Tax and public finances: the fundamentals by Isaac Delestre and Helen Miller
Summary at https://ifs.org.uk/publications/tax-and-public-finances-fundamentals
This report highlights 10 key facts about UK tax and public finance policy that will underpin the choices faced by governments in coming decades. It supports and expands the argument made in the PFMBoard above.
To quote the report: “Rather, it is a question of how those taxes are designed. The 10 key facts that we have highlighted (see the ‘Fundamental facts’ box) reflect that almost all taxes have major design flaws and significant scope for improvement. If the opportunity is taken, those improvements could go a long way to reducing the economic pain that a higher overall level of tax would entail. While there are specific choices and challenges for each tax, the problems caused by poor tax design fall into three broad types.
First, various taxes distort the choices of people and firms in ways that are unjustified (in the sense that the distortions are not necessary to achieve government aims, such as redistribution).

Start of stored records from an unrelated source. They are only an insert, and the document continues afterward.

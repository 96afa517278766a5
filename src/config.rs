//! Application configuration.
//!
//! Configuration is loaded from a TOML file at:
//! 1. `$INBOX2HTML_CONFIG` (environment variable)
//! 2. `~/.config/inbox2html/config.toml` (Linux/macOS)
//!    `%APPDATA%\inbox2html\config.toml` (Windows)
//! 3. Built-in defaults
//!
//! Credentials and the output directory are not part of the file; they come
//! from the `INPUT_*` environment variables or command-line flags.

use std::path::PathBuf;
use std::time::Duration;

use serde::{Deserialize, Serialize};

use crate::export::html::DEFAULT_MAX_STEM_LEN;
use crate::index::DEFAULT_INDEX_FILE;
use crate::mailbox::imap::DEFAULT_PORT;

/// Top-level configuration.
#[derive(Debug, Clone, Default, Serialize, Deserialize)]
#[serde(default)]
pub struct Config {
    /// General behavior settings.
    pub general: GeneralConfig,
    /// Mail server settings.
    pub imap: ImapConfig,
    /// Output file settings.
    pub output: OutputConfig,
}

/// General behavior settings.
#[derive(Debug, Clone, Serialize, Deserialize)]
#[serde(default)]
pub struct GeneralConfig {
    /// Log level: "error", "warn", "info", "debug", "trace".
    pub log_level: String,
    /// Override cache directory for logs.
    pub cache_dir: Option<PathBuf>,
}

/// Mail server settings.
#[derive(Debug, Clone, Serialize, Deserialize)]
#[serde(default)]
pub struct ImapConfig {
    /// IMAPS port.
    pub port: u16,
    /// Mailbox to read.
    pub mailbox: String,
    /// Network timeout in seconds (0 = no timeout).
    pub timeout_secs: u64,
}

/// Output file settings.
#[derive(Debug, Clone, Serialize, Deserialize)]
#[serde(default)]
pub struct OutputConfig {
    /// Name of the message index inside the output directory.
    pub index_file_name: String,
    /// Maximum length in bytes of a rendered file's name, without `.html`.
    pub max_filename_len: usize,
}

// ── Default implementations ─────────────────────────────────────

impl Default for GeneralConfig {
    fn default() -> Self {
        Self {
            log_level: "warn".to_string(),
            cache_dir: None,
        }
    }
}

impl Default for ImapConfig {
    fn default() -> Self {
        Self {
            port: DEFAULT_PORT,
            mailbox: "INBOX".to_string(),
            timeout_secs: 30,
        }
    }
}

impl Default for OutputConfig {
    fn default() -> Self {
        Self {
            index_file_name: DEFAULT_INDEX_FILE.to_string(),
            max_filename_len: DEFAULT_MAX_STEM_LEN,
        }
    }
}

impl ImapConfig {
    /// Network timeout, `None` when disabled.
    pub fn timeout(&self) -> Option<Duration> {
        (self.timeout_secs > 0).then(|| Duration::from_secs(self.timeout_secs))
    }
}

// ── Load ────────────────────────────────────────────────────────

/// Load configuration, searching standard locations.
///
/// Returns the default configuration if no file is found or on parse error.
pub fn load_config() -> Config {
    if let Some(path) = config_file_path() {
        if path.exists() {
            match std::fs::read_to_string(&path) {
                Ok(contents) => match toml::from_str::<Config>(&contents) {
                    Ok(cfg) => {
                        tracing::info!(path = %path.display(), "Loaded config");
                        return cfg;
                    }
                    Err(e) => {
                        tracing::warn!(
                            path = %path.display(),
                            error = %e,
                            "Failed to parse config, using defaults"
                        );
                    }
                },
                Err(e) => {
                    tracing::warn!(
                        path = %path.display(),
                        error = %e,
                        "Failed to read config file, using defaults"
                    );
                }
            }
        }
    }
    Config::default()
}

/// Determine the config file path (checking env var first, then standard dirs).
pub fn config_file_path() -> Option<PathBuf> {
    if let Ok(env_path) = std::env::var("INBOX2HTML_CONFIG") {
        return Some(PathBuf::from(env_path));
    }
    dirs::config_dir().map(|d| d.join("inbox2html").join("config.toml"))
}

/// Return the cache directory for logs.
pub fn cache_dir(config: &Config) -> PathBuf {
    if let Some(ref dir) = config.general.cache_dir {
        return dir.clone();
    }
    dirs::cache_dir()
        .unwrap_or_else(|| PathBuf::from("."))
        .join("inbox2html")
}

/// Return the log file path.
pub fn log_file_path(config: &Config) -> PathBuf {
    cache_dir(config).join("inbox2html.log")
}

#[cfg(test)]
mod tests {
    use super::*;

    #[test]
    fn test_default_config() {
        let cfg = Config::default();
        assert_eq!(cfg.general.log_level, "warn");
        assert_eq!(cfg.imap.port, 993);
        assert_eq!(cfg.imap.mailbox, "INBOX");
        assert_eq!(cfg.imap.timeout(), Some(Duration::from_secs(30)));
        assert_eq!(cfg.output.index_file_name, "dump.json");
        assert_eq!(cfg.output.max_filename_len, 200);
    }

    #[test]
    fn test_serialize_deserialize_roundtrip() {
        let cfg = Config::default();
        let toml_str = toml::to_string_pretty(&cfg).expect("serialize");
        let parsed: Config = toml::from_str(&toml_str).expect("deserialize");
        assert_eq!(parsed.imap.mailbox, cfg.imap.mailbox);
        assert_eq!(parsed.output.index_file_name, cfg.output.index_file_name);
    }

    #[test]
    fn test_partial_config_uses_defaults() {
        let partial = r#"
[imap]
mailbox = "Archive"
timeout_secs = 0
"#;
        let cfg: Config = toml::from_str(partial).expect("parse partial");
        assert_eq!(cfg.imap.mailbox, "Archive");
        assert_eq!(cfg.imap.timeout(), None);
        assert_eq!(cfg.imap.port, 993);
        assert_eq!(cfg.output.max_filename_len, 200);
    }

    #[test]
    fn test_log_file_in_cache_dir() {
        let mut cfg = Config::default();
        cfg.general.cache_dir = Some(PathBuf::from("/tmp/i2h"));
        assert_eq!(log_file_path(&cfg), PathBuf::from("/tmp/i2h/inbox2html.log"));
    }
}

For example: high marginal tax rates caused by ‘humps’ in income tax reduce work incentives (by more than is necessary to achieve redistribution); preferential tax rates on business incomes discourage employment (relative to self-employment); large-scale carve-outs within VAT create heavy compliance burdens; corporation tax both discourages some profitable investments and subsidises some unprofitable ones; and stamp duty prevents some people from moving house to, for example, take a better job. Such distortions can mean that less work is done, investment is lower and/or resources are not being allocated to their most efficient uses. Ultimately, inefficient tax design is an unnecessary drag on productivity.
Second, many parts of the tax system are unfair. This is not a statement about vertical redistribution, about which there is reasonable disagreement. Parts of the tax system currently treat very similar people in very different ways that are hard to justify. Two people living in houses that are worth the same amount today can face very different council tax bills if their houses happen to have been worth different amounts in 1991 (the year on which council tax valuations in England and Scotland are based). And two people earning the same income by doing the same work can face very different tax bills if one is an employee and the other is self-employed. Taxes are currently also reinforcing inequalities arising from the fact that different generations have experienced very different economic conditions. Notably, large capital gains on main homes – many of them the result of luck – have been central to a growing intergenerational divide in wealth and are completely untaxed.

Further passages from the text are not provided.